This picture that hangs as part of the permanent collection of Christchurch Mansion, Ipswich, is one of my favourite oil paintings. It is called ‘Interior with Mrs Charles Burnand’ and was painted by Anna Airy (1882-1964) in 1919. The photograph was taken with my phone and I think something of the soft and welcoming warmth that is so enchanting in the real-life painting is lost with the sharp automatic focussing and exposure of the phone camera.
Fortunately, I had my DSLR camera in my rucksack, but, not so fortunately, I had the single focus lens attached, the one I normally use for scarf portraits. All wasn’t lost as, although I couldn’t physically get far enough away to capture the whole painting in one shot (it’s situated in a narrowing part of the room just before a doorway), the lens easily coped with the gallery low lighting.
And, the resultant photographs are interesting as the daubs and brushwork are clearer and the mellowness of the painting is more noticeable.
Paintings of interiors, and particularly domestic interiors, are less common than views of landscapes and portraits of people. Could it be that the themes and subjects of Art when commissioned for the private and not public sphere are often as much to do with fashion and status as with any other aspects of human societies? Landscapes of my estate/lands/view yes, portraits of me/my family/my connections yes, but interiors of my personal private space not so much. Or, could it be simply pragmatic as before the arrival of gas and then electric lighting it was difficult to paint interiors from life? Or, could it even be that the subject matter was too domestic for many male artists? This painting is an example of a woman’s visual creativity. It is interesting to consider that aside from the 18th-century Conversation pieces it isn’t until the Victorian era that painting of interiors become more popular as subject matter.
If you haven’t come across Anna Airy before here is the biographical detail provided by the curators at the gallery.
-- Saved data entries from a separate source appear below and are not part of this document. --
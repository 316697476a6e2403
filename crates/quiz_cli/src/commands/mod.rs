//! Subcommand implementations and shared helpers.

pub mod admin;
pub mod init;
pub mod list;
pub mod load;
pub mod register;
pub mod result;
pub mod take;

use crate::config::Settings;
use anyhow::{Context, Result};
use quiz_core::repo::user_repo::UserRepository;
use quiz_core::{init_logging, open_db, Connection, LoggingConfig, LoggingError, Store, User};

/// Starts file logging for this run.
pub fn start_logging(settings: &Settings) -> Result<(), LoggingError> {
    init_logging(
        &LoggingConfig::new(&settings.log_dir)
            .with_level(settings.log_level.as_str())
            .with_stderr(settings.log_stderr),
    )
}

/// Opens (and migrates) the configured database.
pub fn open_connection(settings: &Settings) -> Result<Connection> {
    open_db(&settings.database)
        .with_context(|| format!("failed to open database: {}", settings.database.display()))
}

pub fn store(conn: &Connection) -> Result<Store<'_>> {
    Store::try_new(conn).context("database schema is not ready")
}

/// Looks up a registered user by username.
pub fn find_user(store: &Store<'_>, username: &str) -> Result<User> {
    store
        .users()
        .get_user_by_username(username)?
        .with_context(|| format!("no user named `{username}`"))
}
//! Multiple choice question model.
//!
//! # Invariants
//! - Question text is never blank.
//! - Difficulty is persisted as its raw integer (`1`, `10`, `20`).

use crate::model::audit::Audit;
use crate::model::validation::{require_text, ValidationError};
use serde::{Deserialize, Serialize};
use std::fmt::{Display, Formatter};

/// Storage-assigned question identifier.
pub type QuestionId = i64;

/// Difficulty bucket; each bucket is one wizard page.
#[derive(
    Debug, Clone, Copy, Default, PartialEq, Eq, PartialOrd, Ord, Hash, Serialize, Deserialize,
)]
#[serde(rename_all = "snake_case")]
pub enum Difficulty {
    #[default]
    Easy,
    Medium,
    Hard,
}

impl Difficulty {
    /// Page order used by the quiz wizard.
    pub const ALL: [Difficulty; 3] = [Difficulty::Easy, Difficulty::Medium, Difficulty::Hard];

    pub fn value(self) -> i64 {
        match self {
            Self::Easy => 1,
            Self::Medium => 10,
            Self::Hard => 20,
        }
    }

    pub fn from_value(value: i64) -> Option<Self> {
        match value {
            1 => Some(Self::Easy),
            10 => Some(Self::Medium),
            20 => Some(Self::Hard),
            _ => None,
        }
    }

    pub fn display_name(self) -> &'static str {
        match self {
            Self::Easy => "Easy",
            Self::Medium => "Medium",
            Self::Hard => "Hard",
        }
    }

    /// Form prefix for this difficulty's wizard page.
    pub fn prefix(self) -> &'static str {
        match self {
            Self::Easy => "easy",
            Self::Medium => "medium",
            Self::Hard => "hard",
        }
    }

    pub fn from_name(value: &str) -> Option<Self> {
        match value.trim().to_ascii_lowercase().as_str() {
            "easy" => Some(Self::Easy),
            "medium" => Some(Self::Medium),
            "hard" => Some(Self::Hard),
            _ => None,
        }
    }
}

impl Display for Difficulty {
    fn fmt(&self, f: &mut Formatter<'_>) -> std::fmt::Result {
        f.write_str(self.display_name())
    }
}

/// Returns the display name for a raw difficulty value, if known.
pub fn get_display_name(difficulty: i64) -> Option<&'static str> {
    Difficulty::from_value(difficulty).map(Difficulty::display_name)
}

/// Persisted question.
#[derive(Debug, Clone, PartialEq, Eq, Serialize, Deserialize)]
pub struct Question {
    pub id: QuestionId,
    pub question: String,
    pub difficulty: Difficulty,
    pub is_active: bool,
    pub audit: Audit,
}

impl Display for Question {
    fn fmt(&self, f: &mut Formatter<'_>) -> std::fmt::Result {
        f.write_str(&self.question)
    }
}

/// Input for creating or replacing a question.
#[derive(Debug, Clone, PartialEq, Eq)]
pub struct NewQuestion {
    pub question: String,
    pub difficulty: Difficulty,
    pub is_active: bool,
}

impl NewQuestion {
    pub fn new(question: impl Into<String>, difficulty: Difficulty) -> Self {
        Self {
            question: question.into(),
            difficulty,
            is_active: true,
        }
    }

    pub fn validate(&self) -> Result<(), ValidationError> {
        require_text("question", &self.question)
    }
}

#[cfg(test)]
mod tests {
    use super::{get_display_name, Difficulty, NewQuestion};

    #[test]
    fn difficulty_values_match_storage_contract() {
        for difficulty in Difficulty::ALL {
            assert_eq!(Difficulty::from_value(difficulty.value()), Some(difficulty));
        }
        assert_eq!(Difficulty::Medium.value(), 10);
        assert_eq!(Difficulty::default(), Difficulty::Easy);
    }

    #[test]
    fn display_name_lookup_handles_unknown_values() {
        assert_eq!(get_display_name(1), Some("Easy"));
        assert_eq!(get_display_name(20), Some("Hard"));
        assert_eq!(get_display_name(5), None);
    }

    #[test]
    fn blank_question_is_rejected() {
        assert!(NewQuestion::new("  ", Difficulty::Easy).validate().is_err());
        assert!(NewQuestion::new("2 + 2?", Difficulty::Easy).validate().is_ok());
    }
}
Airy was born in London in 1882. In 1899 she entered the Slade School of Art. She had a great artistic talent. During her five years at the Slade she won all the first prizes awarded, including the Slade Scholarship and the Melville Nettleship prize for three consecutive years. From 1905 she regularly exhibited at the Royal Academy. In the following years, she became a member of many important artistic groups and societies.
During the First World War she was employed as a war artist, producing some of her most outstanding work of munitions factories and women working in a gas retort house. After the war she concentrated on figure painting, landscapes, flower compositions and still life. She was a highly skilled and gifted artist who was able to work well in all mediums, including oils, watercolours, pastels, etching and crayon. Airy and her husband moved to Playford, a village five miles from Ipswich in 1933. In 1945 she was elected the President of the Ipswich Art Club, a position which she held until her death in 1964.
Early this year in August, Alison Thomas posted on ArtUK, ‘Anna Airy: a remarkable forgotten artist’, a piece which includes further details of her life and a selection of images of Airy’s wide-ranging work.